② 資本の財源及び資金の流動性に係る情報
当社グループの主な資金需要は、事業活動にかかる人件費、提携医療法人への支援資金・不動産セール&リースバック資金、新規事業への資金投入等によるものです。当社グループの円滑な事業活動に必要な資金を確保するため、必要な資金は主に営業活動によって得られるキャッシュ・フローと外部金融機関からの借入により調達しております。手許資金については、実需に見合った最低限の現預金を保有する方針としており、過去及び将来の資金繰りを勘案し、最適な保有残高を志向しています。外部借入については、安全性・安定性・柔軟性を担保する観点から基本的な調達の枠組みを決定しています。具体的には、不測の事態発生時における、当社の支払余力を確保すべく、適正な固定長期適合比率を維持するとともに、安全性の補完のためにコミットメントライン契約を締結しています。また短期資金と長期資金のバランスを踏まえた有利子負債残高の設計により自由度を確保しており、当該枠組みの範囲内で、最適な資金調達の実現を志向しています。
③ キャッシュ・フローの状況の分析・検討内容
当社グループの当連結会計年度のキャッシュ・フローは、「(1) 経営成績等の状況の概要 ② キャッシュ・フローの状況」に記載のとおりであります。
④ 重要な会計上の見積り及び当該見積りに用いた仮定
当社グループの連結財務諸表は、わが国において一般に公正妥当と認められている会計基準に基づき作成しております。この連結財務諸表を作成するにあたって、資産、負債、収益及び費用の報告額に影響を及ぼす見積り及び仮定を用いておりますが、これらの見積り及び仮定に基づく数値は実際の結果と異なる可能性があります。

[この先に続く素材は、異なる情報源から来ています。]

use serde::{Deserialize, Serialize};

use super::grid::{Cell, Grid};
use super::snake::{Snake, SnakeId, SnakeView};
use super::state::Position;

/// Immutable snapshot of the whole board.
///
/// Controllers decide from this, renderers draw from it. It owns its data, so
/// holding one never borrows from the engine.
#[derive(Debug, Clone, PartialEq, Serialize, Deserialize)]
pub struct BoardView {
    pub turn: u64,
    pub size: usize,
    /// Row-major cell occupancy, `y * size + x`
    pub cells: Vec<Cell>,
    pub snakes: Vec<SnakeView>,
    pub food: Vec<Position>,
}

impl BoardView {
    pub fn capture(turn: u64, grid: &Grid, snakes: &[Snake]) -> Self {
        Self {
            turn,
            size: grid.size(),
            cells: grid.cells().to_vec(),
            snakes: snakes.iter().map(Snake::observe).collect(),
            food: grid.food().to_vec(),
        }
    }

    pub fn is_in_bounds(&self, pos: Position) -> bool {
        pos.x >= 0 && pos.x < self.size as i32 && pos.y >= 0 && pos.y < self.size as i32
    }

    pub fn cell(&self, pos: Position) -> Option<Cell> {
        if self.is_in_bounds(pos) {
            Some(self.cells[pos.y as usize * self.size + pos.x as usize])
        } else {
            None
        }
    }

    pub fn snake(&self, id: SnakeId) -> Option<&SnakeView> {
        self.snakes.iter().find(|snake| snake.id == id)
    }

    pub fn alive_snakes(&self) -> impl Iterator<Item = &SnakeView> {
        self.snakes.iter().filter(|snake| snake.is_alive())
    }

    /// The only snake still alive, if exactly one is.
    pub fn sole_survivor(&self) -> Option<&SnakeView> {
        let mut alive = self.alive_snakes();
        match (alive.next(), alive.next()) {
            (Some(only), None) => Some(only),
            _ => None,
        }
    }

    pub fn to_json(&self) -> serde_json::Result<String> {
        serde_json::to_string_pretty(self)
    }
}

#[cfg(test)]
mod tests {
    use super::*;

    fn sample() -> BoardView {
        let mut grid = Grid::new(3).unwrap();
        grid.add_food(Position::new(2, 2));
        let snakes = vec![Snake::with_body(
            SnakeId(0),
            "a",
            vec![Position::new(0, 0), Position::new(1, 0)],
            0,
        )];
        grid.rebuild_from(&snakes);
        BoardView::capture(4, &grid, &snakes)
    }

    #[test]
    fn test_capture_copies_board() {
        let view = sample();
        assert_eq!(view.turn, 4);
        assert_eq!(view.size, 3);
        assert_eq!(view.food, vec![Position::new(2, 2)]);
        assert_eq!(view.cell(Position::new(0, 0)), Some(Cell::Head(SnakeId(0))));
        assert_eq!(view.cell(Position::new(1, 0)), Some(Cell::Body(SnakeId(0))));
        assert_eq!(view.cell(Position::new(3, 0)), None);
        assert_eq!(view.alive_snakes().count(), 1);
        assert_eq!(view.sole_survivor().map(|snake| snake.id), Some(SnakeId(0)));
        assert!(view.snake(SnakeId(0)).is_some());
        assert!(view.snake(SnakeId(9)).is_none());
    }

    #[test]
    fn test_no_sole_survivor_with_several_alive() {
        let mut view = sample();
        let mut rival = view.snakes[0].clone();
        rival.id = SnakeId(1);
        view.snakes.push(rival);

        assert!(view.sole_survivor().is_none());
    }

    #[test]
    fn test_json_export() {
        let json = sample().to_json().unwrap();
        let value: serde_json::Value = serde_json::from_str(&json).unwrap();

        assert_eq!(value["turn"], 4);
        assert_eq!(value["snakes"][0]["status"], "alive");
        assert_eq!(value["cells"][0]["state"], "head");
        assert_eq!(value["cells"][0]["snake"], 0);
        assert_eq!(value["cells"][8]["state"], "food");
    }
}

連結財務諸表の作成にあたって用いた会計上の見積り及び仮定のうち、重要なものは「第5 経理の状況 1 連結財務諸表等 (1)連結財務諸表 注記事項 (重要な会計上の見積り)」に記載しております。
⑤ 経営成績に重要な影響を与える要因について
経営成績に重要な影響を与える要因については「3 事業等のリスク」「第5 経理の状況」に記載のとおりです。
⑥ 経営者の問題意識と今後の方針
経営者の問題意識と今後の方針につきましては、「1 経営方針、経営環境及び対処すべき課題等」に記載のとおりです。